Here’s my truth moment, There was a time if it were a good day “Let’s go have a drink”, if it were a bad day “I need a drink, it’s been one of those days” this had become my norm. YES, ME! For the past 9 months that was my thing a little heavier than normal. Now before y’all go being messy, NO I AM NOT AN ALCOHOLIC lol … I was merely trading my sorrows into a glass/cocktail or 3 more frequently. I have always been a social drinker but somewhere on my journey a void was created and nothing could fill it like …..The drink ….So during these 40 days I had to surrender the “drink”. In doing so I realized that many times we never stop believing in the plans, we simply get distracted or disappointed during the process leading to the plan! Think of the women and men who have lost a spouse be it physically or mentally …. You will always hear them say “I won’t ever get married again” and 2-3 years later they are married again …why? Because though they were disappointed by the process the internal belief and plan to be an awesome husband or wife did not die with the roadblock in the process. Take a student who is enrolled in school excited to start medical school and boom they find out mid-year they cannot financially afford it, they take a semester off to work and save and mid-semester they loose a parent or spouse, delay, delay, delay and at this point the student is saying “I won’t ever finish that degree, I can’t do it” ….. Not realizing this was just his/her temporary present within the process ….few years later they are graduating with honors same degree despite the roadblock. By now you get my point …. There will be major roadblocks, you will experience delayed gratification and feel like you will never complete the plan or goal but I my friends am a living witness of the power in belief beyond your NOW. There were times that I thought how will I do that in DC? There is no way I will LOVE again…… I don’t feel like studying for that exam….There is no way he will open that door and BOOM when I got over my now and realized that all that I experienced was necessary to my later I began to rejoice!

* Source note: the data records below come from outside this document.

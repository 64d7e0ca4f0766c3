//! Data Transfer Objects - request types for the API.

use serde::{Deserialize, Serialize};

/// Query string of `GET /posts`.
///
/// Page and limit are signed so that out-of-range values reach the
/// server's normalisation instead of failing to parse.
#[derive(Debug, Clone, Default, Serialize, Deserialize)]
pub struct PostListParams {
    pub page: Option<i64>,
    pub limit: Option<i64>,
    pub category: Option<String>,
    pub keyword: Option<String>,
}

/// Body of category create and rename requests.
#[derive(Debug, Clone, Default, Serialize, Deserialize)]
pub struct CategoryRequest {
    #[serde(default)]
    pub name: String,
}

YOU MUST surrender something! I am not sure who this is for, what you are going through or waiting on it will still come to pass but you must come to grips with your temporary discomfort. You must believe it will all work out for your good in the end if you sacrifice your vice!
My vice was clouding my judgement in a way that I was treating losses like wins and wins like losses and then I woke up! I experienced what I once thought was a loss last week….it was not until Day 12 of the fast that I realized my LOSS was a WIN because it is making room for what I believe to take place! What areas do you need to free some space up? What shall you surrender in your NOW to get what’s coming LATER?? This year is NOT over yet and there is still room for your plans to manifest!
Do you believe it can happen?
Grab some GODFIDENCE as Bishop Walker would call it and GO GET YOUR STUFF!
PREPARE, the season of AMAZING has just begun! It won’t be perfect, it will feel like a war, you will cry, you will fight there will be some wins and some loss but you will survive I promise!